[XML-SIG] Re: PyDoc/XML?

Wed, 29 Sep 1999 12:43:04 -0400

[hi doc-sig folks.  This is a conversation that has been brewing in xml-sig, 
but I think you may find it relevant]

> > I am trying to learn XML by developing my own tools. This has introduced
> > me to some of the more subtle aspects of XML and has caused me to revise
> > my opinion of what XML is. (Actually, I think my XML 'evangelists' don't
> > really know exactly what XML is and are abusing it by proposing it for
> > object databases and other somewhat mis-appropriate uses). I see XML
> > strictly as a way of marking up a 'document' to expose its structure and
> > semantics.
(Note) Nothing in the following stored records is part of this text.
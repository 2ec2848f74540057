use std::sync::Arc;

use auth::Authenticator;
use auth::JwtError;
use axum::extract::Request;
use axum::extract::State;
use axum::http::{self};
use axum::middleware::Next;
use axum::response::IntoResponse;
use axum::response::Response;

use crate::domain::user::models::Principal;
use crate::domain::user::models::Role;
use crate::domain::user::models::UserId;
use crate::inbound::http::handlers::ApiError;

/// Extension type to store the verified caller in request extensions
#[derive(Debug, Clone, Copy, PartialEq, Eq)]
pub struct AuthenticatedUser {
    pub user_id: UserId,
    pub role: Role,
}

impl AuthenticatedUser {
    pub fn principal(&self) -> Principal {
        Principal {
            user_id: self.user_id,
            role: self.role,
        }
    }
}

/// Middleware that validates the bearer token and adds the caller to request extensions.
///
/// Works from the token alone; the database is never consulted.
pub async fn authenticate(
    State(authenticator): State<Arc<Authenticator>>,
    mut req: Request,
    next: Next,
) -> Result<Response, Response> {
    let token = extract_token_from_header(&req)?;

    let claims = authenticator.verify_token(token).map_err(|e| {
        tracing::warn!("JWT validation failed: {}", e);
        let message = match e {
            JwtError::Expired => "Token has expired",
            _ => "Invalid token",
        };
        ApiError::Unauthorized(message.to_string()).into_response()
    })?;

    let user_id = UserId::from_string(&claims.sub).map_err(|e| {
        tracing::warn!("Token subject is not a user ID: {}", e);
        ApiError::Unauthorized("Invalid token".to_string()).into_response()
    })?;

    req.extensions_mut().insert(AuthenticatedUser {
        user_id,
        role: claims.role,
    });

    Ok(next.run(req).await)
}

/// Middleware that only lets admins through. Must run after `authenticate`.
pub async fn require_admin(req: Request, next: Next) -> Result<Response, Response> {
    let user = req
        .extensions()
        .get::<AuthenticatedUser>()
        .copied()
        .ok_or_else(|| {
            tracing::error!("require_admin reached without an authenticated user");
            ApiError::Unauthorized("Authentication required".to_string()).into_response()
        })?;

    if !user.role.is_admin() {
        tracing::warn!(user_id = %user.user_id, "Non-admin rejected from admin route");
        return Err(ApiError::Forbidden("Admin access required".to_string()).into_response());
    }

    Ok(next.run(req).await)
}

fn extract_token_from_header(req: &Request) -> Result<&str, Response> {
    let auth_header = req
        .headers()
        .get(http::header::AUTHORIZATION)
        .ok_or_else(|| {
            tracing::warn!("Missing Authorization header");
            ApiError::Unauthorized("Missing Authorization header".to_string()).into_response()
        })?;

    let auth_str = auth_header.to_str().map_err(|_| {
        ApiError::Unauthorized("Invalid Authorization header".to_string()).into_response()
    })?;

    auth_str.strip_prefix("Bearer ").ok_or_else(|| {
        tracing::warn!("Authorization header is not a bearer token");
        ApiError::Unauthorized(
            "Invalid Authorization header format. Expected: Bearer <token>".to_string(),
        )
        .into_response()
    })
}
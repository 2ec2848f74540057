use std::sync::Arc;

use auth::Authenticator;
use folio_service::config::Config;
use folio_service::domain::blog::service::BlogService;
use folio_service::domain::project::service::ProjectService;
use folio_service::domain::user::service::UserService;
use folio_service::inbound::http::router::create_router;
use folio_service::outbound::images::CloudinaryImageStore;
use folio_service::outbound::repositories::PostgresBlogRepository;
use folio_service::outbound::repositories::PostgresProjectRepository;
use folio_service::outbound::repositories::PostgresUserRepository;
use sqlx::postgres::PgPoolOptions;
use tracing_subscriber::layer::SubscriberExt;
use tracing_subscriber::util::SubscriberInitExt;

#[tokio::main]
async fn main() -> Result<(), anyhow::Error> {
    tracing_subscriber::registry()
        .with(
            tracing_subscriber::EnvFilter::try_from_default_env()
                .unwrap_or_else(|_| "folio_service=debug,tower_http=debug".into()),
        )
        .with(tracing_subscriber::fmt::layer())
        .init();

    tracing::info!(
        service = "folio-service",
        version = env!("CARGO_PKG_VERSION"),
        "Service starting"
    );

    let config = Config::load()?;

    tracing::info!(
        http_port = config.server.http_port,
        image_host = %config.image_host.upload_url,
        max_upload_bytes = config.image_host.max_upload_bytes,
        "Configuration loaded"
    );

    let pg_pool = PgPoolOptions::new()
        .max_connections(config.database.max_connections)
        .connect(&config.database.url)
        .await?;
    tracing::info!(
        max_connections = config.database.max_connections,
        database = "postgresql",
        "Database connection pool created"
    );

    sqlx::migrate!("./migrations").run(&pg_pool).await?;
    tracing::info!(database = "postgresql", "Database migrations completed");

    let authenticator = Arc::new(Authenticator::new(config.jwt.secret.as_bytes()));
    let user_repository = Arc::new(PostgresUserRepository::new(pg_pool.clone()));
    let blog_repository = Arc::new(PostgresBlogRepository::new(pg_pool.clone()));
    let project_repository = Arc::new(PostgresProjectRepository::new(pg_pool.clone()));
    let image_store = Arc::new(CloudinaryImageStore::new(&config.image_host));

    let user_service = Arc::new(UserService::new(
        Arc::clone(&user_repository),
        image_store,
        Arc::clone(&authenticator),
    ));
    let blog_service = Arc::new(BlogService::new(blog_repository, user_repository));
    let project_service = Arc::new(ProjectService::new(project_repository));

    let http_address = format!("0.0.0.0:{}", config.server.http_port);
    let http_listener = tokio::net::TcpListener::bind(&http_address).await?;
    tracing::info!(
        address = %http_address,
        port = config.server.http_port,
        protocol = "http",
        "Http server listening"
    );

    let http_application = create_router(
        user_service,
        blog_service,
        project_service,
        authenticator,
        config.image_host.max_upload_bytes,
    );

    axum::serve(http_listener, http_application)
        .with_graceful_shutdown(shutdown_signal())
        .await?;

    tracing::info!("Http server stopped, closing database pool");
    pg_pool.close().await;

    Ok(())
}

async fn shutdown_signal() {
    match tokio::signal::ctrl_c().await {
        Ok(()) => tracing::info!("Received Ctrl+C, initiating graceful shutdown"),
        Err(e) => {
            tracing::error!(error = %e, "Failed to listen for shutdown signal");
            std::future::pending::<()>().await
        }
    }
}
Sure, documents are trees, like databases, but doesn't necessarily
> > imply XML is a good way to implement a database. (Basic necessities such
> > as query languages don't exist, yet).
> 
> In my experience it's really awkward to author material using
> XML/SGML-based notations.  And even with the best XML-authoring tool
> that I can conceive, there's still the problem of reading and revising
> the content later.  To me, even the best of XML documents are just
> plain *ugly*.  XML makes sense as a data interchange format, but *not*
> as an authoring format or as a database format.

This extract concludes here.